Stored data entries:
▬▬▬

//! Database access layer for PostgreSQL.

pub mod cycles;
pub mod ledger;
pub mod positions;

use crate::config::DatabaseConfig;
use crate::Result;
use sqlx::postgres::{PgPool, PgPoolOptions};
use std::path::Path;

/// Create a PostgreSQL connection pool.
pub async fn create_pool(config: &DatabaseConfig) -> Result<PgPool> {
    let pool = PgPoolOptions::new()
        .max_connections(config.max_connections)
        .connect(&config.url)
        .await?;

    Ok(pool)
}

/// Run database migrations from the migrations directory.
pub async fn run_migrations(pool: &PgPool) -> Result<()> {
    let migrator = sqlx::migrate::Migrator::new(Path::new("./migrations")).await?;
    migrator.run(pool).await?;
    Ok(())
}
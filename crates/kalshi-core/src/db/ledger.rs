//! Persistence for the daily risk ledger.
//!
//! Committed capital is never stored; it is re-derived from exposed
//! positions on startup. Only the per-day realized loss and halt flag are
//! durable here so a restart cannot forget that the daily limit tripped.

use crate::Result;
use chrono::NaiveDate;
use rust_decimal::Decimal;
use sqlx::{PgPool, Row};

#[derive(Debug, Clone, Copy)]
pub struct LedgerDay {
    pub day: NaiveDate,
    pub realized_pnl: Decimal,
    pub entries_halted: bool,
}

/// Repository for per-day risk ledger rows.
pub struct LedgerRepository {
    pool: PgPool,
}

impl LedgerRepository {
    pub fn new(pool: PgPool) -> Self {
        Self { pool }
    }

    /// Upsert the ledger row for a day.
    pub async fn save(&self, day: &LedgerDay) -> Result<()> {
        sqlx::query(
            r#"
            INSERT INTO ledger_days (day, realized_pnl, entries_halted)
            VALUES ($1, $2, $3)
            ON CONFLICT (day) DO UPDATE SET
                realized_pnl = EXCLUDED.realized_pnl,
                entries_halted = EXCLUDED.entries_halted
            "#,
        )
        .bind(day.day)
        .bind(day.realized_pnl)
        .bind(day.entries_halted)
        .execute(&self.pool)
        .await?;

        Ok(())
    }

    pub async fn get(&self, day: NaiveDate) -> Result<Option<LedgerDay>> {
        let row = sqlx::query(
            "SELECT day, realized_pnl, entries_halted FROM ledger_days WHERE day = $1",
        )
        .bind(day)
        .fetch_optional(&self.pool)
        .await?;

        Ok(row.map(|r| LedgerDay {
            day: r.get("day"),
            realized_pnl: r.get("realized_pnl"),
            entries_halted: r.get("entries_halted"),
        }))
    }
}
//! Trading signals produced by the pluggable signal sources.

use crate::types::Market;
use chrono::{DateTime, Duration, Utc};
use serde::{Deserialize, Serialize};

/// Strategy that originated a signal or position.
#[derive(Debug, Clone, Copy, PartialEq, Eq, Hash, Serialize, Deserialize)]
#[serde(rename_all = "snake_case")]
pub enum StrategyKind {
    /// GBM volatility model vs. execution price on BTC range markets.
    VolEdge,
    /// Deterministic NOAA forecast match on daily-high temperature markets.
    Weather,
}

impl StrategyKind {
    pub fn as_str(&self) -> &'static str {
        match self {
            StrategyKind::VolEdge => "vol_edge",
            StrategyKind::Weather => "weather",
        }
    }
}

/// Strategy-specific payload of a signal.
#[derive(Debug, Clone, Copy, PartialEq, Serialize, Deserialize)]
#[serde(tag = "type", rename_all = "snake_case")]
pub enum SignalKind {
    /// Probabilistic estimate in [0, 1] with source confidence.
    Probability { estimate: f64, confidence: f64 },
    /// Deterministic threshold match (forecast inside the strike bucket).
    Deterministic { matched: bool },
}

/// An immutable forecast for one market, produced by a signal source.
#[derive(Debug, Clone, Serialize, Deserialize)]
pub struct Signal {
    pub ticker: String,
    pub kind: SignalKind,
    pub produced_at: DateTime<Utc>,
    pub source: StrategyKind,
}

impl Signal {
    pub fn probability(
        ticker: impl Into<String>,
        estimate: f64,
        confidence: f64,
        source: StrategyKind,
    ) -> Self {
        Self {
            ticker: ticker.into(),
            kind: SignalKind::Probability { estimate, confidence },
            produced_at: Utc::now(),
            source,
        }
    }

    pub fn deterministic(ticker: impl Into<String>, matched: bool, source: StrategyKind) -> Self {
        Self {
            ticker: ticker.into(),
            kind: SignalKind::Deterministic { matched },
            produced_at: Utc::now(),
            source,
        }
    }

    /// Stale signals must be discarded by the decision engine, never traded.
    pub fn is_stale(&self, freshness: Duration, now: DateTime<Utc>) -> bool {
        now - self.produced_at > freshness
    }
}

/// Re-estimation seam used by exit monitoring: given the current quote,
/// produce a fresh probability for the market, if the model can.
pub trait ProbabilityModel: Send + Sync {
    fn estimate(&self, market: &Market, now: DateTime<Utc>) -> Option<f64>;
}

▬▬▬

__Description of the task__
What you write must be the entries restated word for word, from the opening line through the one holding "the migrations directory.", with nothing else.

__Exercise solution__
//! Database access layer for PostgreSQL.

pub mod cycles;
pub mod ledger;
pub mod positions;

use crate::config::DatabaseConfig;
use crate::Result;
use sqlx::postgres::{PgPool, PgPoolOptions};
use std::path::Path;

/// Create a PostgreSQL connection pool.
pub async fn create_pool(config: &DatabaseConfig) -> Result<PgPool> {
    let pool = PgPoolOptions::new()
        .max_connections(config.max_connections)
        .connect(&config.url)
        .await?;

    Ok(pool)
}

/// Run database migrations from the migrations directory.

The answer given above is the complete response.